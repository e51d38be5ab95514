//! Payment provider integrations.
//!
//! - [`razorpay`] - order creation over REST and payment signature checks
//! - [`stripe`] - webhook signature verification and event parsing

pub mod razorpay;
pub mod stripe;

use hmac::{Hmac, Mac};
use sha2::Sha256;
use thiserror::Error;

pub use razorpay::{ProviderOrder, RazorpayClient};
pub use stripe::{StripeEvent, StripeVerifier, WebhookAction};

/// Errors from a payment provider.
#[derive(Debug, Error)]
pub enum PaymentError {
    /// HTTP request failed.
    #[error("payment request failed: {0}")]
    Request(String),

    /// Failed to parse response.
    #[error("payment response error: {0}")]
    Response(String),

    /// Provider returned an error.
    #[error("payment provider error: {0}")]
    Api(String),

    /// Amount cannot be charged.
    #[error("Invalid amount: {0}")]
    InvalidAmount(String),

    /// Payment signature did not match.
    #[error("Invalid payment signature")]
    InvalidSignature,
}

impl PaymentError {
    /// Whether the caller sent something the provider would never accept.
    #[must_use]
    pub const fn is_client_error(&self) -> bool {
        matches!(self, Self::InvalidAmount(_) | Self::InvalidSignature)
    }
}

/// Hex-encoded HMAC-SHA256 of `message` under `secret`.
pub(crate) fn hmac_sha256_hex(
    secret: &[u8],
    message: &[u8],
) -> Result<String, hmac::digest::InvalidLength> {
    let mut mac = <Hmac<Sha256> as Mac>::new_from_slice(secret)?;
    mac.update(message);
    Ok(hex::encode(mac.finalize().into_bytes()))
}

/// Constant-time string comparison.
pub(crate) fn constant_time_compare(a: &str, b: &str) -> bool {
    if a.len() != b.len() {
        return false;
    }

    let mut result: u8 = 0;
    for (x, y) in a.bytes().zip(b.bytes()) {
        result |= x ^ y;
    }

    result == 0
}

#[cfg(test)]
#[allow(clippy::unwrap_used)]
mod tests {
    use super::*;

    #[test]
    fn test_constant_time_compare() {
        assert!(constant_time_compare("hello", "hello"));
        assert!(constant_time_compare("", ""));
        assert!(!constant_time_compare("hello", "world"));
        assert!(!constant_time_compare("hello", "hello!"));
    }

    #[test]
    fn test_hmac_known_vector() {
        // RFC 4231 test case 2
        assert_eq!(
            hmac_sha256_hex(b"Jefe", b"what do ya want for nothing?").unwrap(),
            "5bdcc146bf60754e6a042426089575c75a003f089d2739839dec58b964ec3843"
        );
    }

    #[test]
    fn test_client_errors() {
        assert!(PaymentError::InvalidSignature.is_client_error());
        assert!(PaymentError::InvalidAmount("0".to_string()).is_client_error());
        assert!(!PaymentError::Api("down".to_string()).is_client_error());
    }
}
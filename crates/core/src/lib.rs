//! GreenCart Core - Shared domain types.
//!
//! This crate provides the types shared by every GreenCart component:
//! - `server` - REST backend (catalog, addresses, orders, payments)
//! - `client` - Storefront state container and checkout flow
//! - `cli` - Migrations and fixture seeding
//!
//! # Architecture
//!
//! The core crate contains only types and pure functions - no I/O, no database
//! access, no HTTP clients. Pricing rules live here so the client summary, the
//! client submission and the server all compute totals the same way.
//!
//! # Modules
//!
//! - [`types`] - IDs, prices, cart, catalog, addresses, orders and statuses

#![cfg_attr(not(test), forbid(unsafe_code))]

pub mod types;

pub use types::*;
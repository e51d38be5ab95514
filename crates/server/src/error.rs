//! Unified error handling with Sentry integration.
//!
//! Provides a unified `AppError` type that captures errors to Sentry before
//! responding to the client. All route handlers should return `Result<T, AppError>`.
//! Every error body has the shape `{"success": false, "message": "..."}`.

use axum::{
    Json,
    http::StatusCode,
    response::{IntoResponse, Response},
};
use serde_json::json;
use thiserror::Error;

use crate::db::RepositoryError;
use crate::payments::PaymentError;
use crate::payments::stripe::WebhookError;

/// Message returned for any order request that fails validation.
pub const INVALID_DATA: &str = "Invalid data";

/// Application-level error type for the GreenCart API.
#[derive(Debug, Error)]
pub enum AppError {
    /// Database operation failed.
    #[error("Database error: {0}")]
    Database(#[from] RepositoryError),

    /// Payment provider operation failed.
    #[error("Payment error: {0}")]
    Payment(#[from] PaymentError),

    /// Webhook payload could not be verified or parsed.
    #[error("Webhook Error: {0}")]
    Webhook(#[from] WebhookError),

    /// Resource not found.
    #[error("Not found: {0}")]
    NotFound(String),

    /// Caller identity missing or malformed.
    #[error("Unauthorized: {0}")]
    Unauthorized(String),

    /// Origin not on the allow-list.
    #[error("Forbidden: {0}")]
    Forbidden(String),

    /// Bad request from client.
    #[error("{0}")]
    BadRequest(String),

    /// A required integration is not configured.
    #[error("Service unavailable: {0}")]
    ServiceUnavailable(String),

    /// Internal server error.
    #[error("Internal error: {0}")]
    Internal(String),
}

impl AppError {
    /// Shorthand for the generic order validation failure.
    #[must_use]
    pub fn invalid_data() -> Self {
        Self::BadRequest(INVALID_DATA.to_string())
    }

    fn status(&self) -> StatusCode {
        match self {
            Self::Database(RepositoryError::NotFound) | Self::NotFound(_) => StatusCode::NOT_FOUND,
            Self::Database(RepositoryError::Conflict(_)) => StatusCode::CONFLICT,
            Self::Database(_) | Self::Internal(_) => StatusCode::INTERNAL_SERVER_ERROR,
            Self::Payment(err) if err.is_client_error() => StatusCode::BAD_REQUEST,
            Self::Payment(_) => StatusCode::BAD_GATEWAY,
            Self::Webhook(_) | Self::BadRequest(_) => StatusCode::BAD_REQUEST,
            Self::Unauthorized(_) => StatusCode::UNAUTHORIZED,
            Self::Forbidden(_) => StatusCode::FORBIDDEN,
            Self::ServiceUnavailable(_) => StatusCode::SERVICE_UNAVAILABLE,
        }
    }
}

impl IntoResponse for AppError {
    fn into_response(self) -> Response {
        let status = self.status();

        // Capture server errors to Sentry
        if status.is_server_error() {
            let event_id = sentry::capture_error(&self);
            tracing::error!(
                error = %self,
                sentry_event_id = %event_id,
                "Request error"
            );
        }

        // Don't expose internal error details to clients
        let message = match &self {
            Self::Database(RepositoryError::NotFound) => "Not found".to_string(),
            Self::Database(RepositoryError::Conflict(_)) => "Already recorded".to_string(),
            Self::Database(_) | Self::Internal(_) => "Internal server error".to_string(),
            Self::Payment(err) if err.is_client_error() => err.to_string(),
            Self::Payment(_) => "Payment provider error".to_string(),
            _ => self.to_string(),
        };

        (status, Json(json!({ "success": false, "message": message }))).into_response()
    }
}

/// Result type alias for `AppError`.
pub type Result<T> = std::result::Result<T, AppError>;

/// Set the Sentry user context from a user ID.
pub fn set_sentry_user(user_id: &impl ToString) {
    sentry::configure_scope(|scope| {
        scope.set_user(Some(sentry::User {
            id: Some(user_id.to_string()),
            ..Default::default()
        }));
    });
}
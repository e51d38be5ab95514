//! Payment method and payment status enums.
//!
//! Both are persisted as text; `Display`/`FromStr` give the stored form and
//! serde gives the wire form.

use serde::{Deserialize, Serialize};

/// How an order is paid for.
#[derive(Debug, Clone, Copy, PartialEq, Eq, Hash, Serialize, Deserialize, Default)]
pub enum PaymentMethod {
    /// Paid in cash when the order is delivered.
    #[default]
    #[serde(rename = "COD")]
    CashOnDelivery,
    /// Paid up front through the hosted payment widget.
    #[serde(rename = "Online")]
    Online,
}

impl PaymentMethod {
    /// Stored and wire representation.
    #[must_use]
    pub const fn as_str(self) -> &'static str {
        match self {
            Self::CashOnDelivery => "COD",
            Self::Online => "Online",
        }
    }

    /// Label of the submit action for this method.
    #[must_use]
    pub const fn action_label(self) -> &'static str {
        match self {
            Self::CashOnDelivery => "Place Order",
            Self::Online => "Pay Now",
        }
    }

    /// Payment status a freshly created order starts in.
    #[must_use]
    pub const fn initial_status(self) -> PaymentStatus {
        match self {
            Self::CashOnDelivery => PaymentStatus::CollectOnDelivery,
            Self::Online => PaymentStatus::AwaitingPayment,
        }
    }
}

impl std::fmt::Display for PaymentMethod {
    fn fmt(&self, f: &mut std::fmt::Formatter<'_>) -> std::fmt::Result {
        f.write_str(self.as_str())
    }
}

impl std::str::FromStr for PaymentMethod {
    type Err = String;

    fn from_str(s: &str) -> Result<Self, Self::Err> {
        match s {
            "COD" => Ok(Self::CashOnDelivery),
            "Online" | "ONLINE" => Ok(Self::Online),
            _ => Err(format!("invalid payment method: {s}")),
        }
    }
}

/// Payment state of an order.
///
/// ```text
/// COD:    CollectOnDelivery
/// Online: AwaitingPayment --(webhook / confirmation)--> Paid
/// ```
#[derive(Debug, Clone, Copy, PartialEq, Eq, Hash, Serialize, Deserialize, Default)]
#[serde(rename_all = "snake_case")]
pub enum PaymentStatus {
    /// Cash will be collected at the door.
    #[default]
    CollectOnDelivery,
    /// Online payment started but not confirmed.
    AwaitingPayment,
    /// Payment confirmed by the provider.
    Paid,
}

impl PaymentStatus {
    /// Stored representation.
    #[must_use]
    pub const fn as_str(self) -> &'static str {
        match self {
            Self::CollectOnDelivery => "collect_on_delivery",
            Self::AwaitingPayment => "awaiting_payment",
            Self::Paid => "paid",
        }
    }

    /// Whether money has been received for the order.
    #[must_use]
    pub const fn is_paid(self) -> bool {
        matches!(self, Self::Paid)
    }
}

impl std::fmt::Display for PaymentStatus {
    fn fmt(&self, f: &mut std::fmt::Formatter<'_>) -> std::fmt::Result {
        f.write_str(self.as_str())
    }
}

impl std::str::FromStr for PaymentStatus {
    type Err = String;

    fn from_str(s: &str) -> Result<Self, Self::Err> {
        match s {
            "collect_on_delivery" => Ok(Self::CollectOnDelivery),
            "awaiting_payment" => Ok(Self::AwaitingPayment),
            "paid" => Ok(Self::Paid),
            _ => Err(format!("invalid payment status: {s}")),
        }
    }
}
----
== TASK OBJECTIVE ==
The word "PaymentMethod" is the filter: copy every line of the listing above that contains it.

== OUTPUT BELOW ==
pub enum PaymentMethod {
impl PaymentMethod {
impl std::fmt::Display for PaymentMethod {
impl std::str::FromStr for PaymentMethod {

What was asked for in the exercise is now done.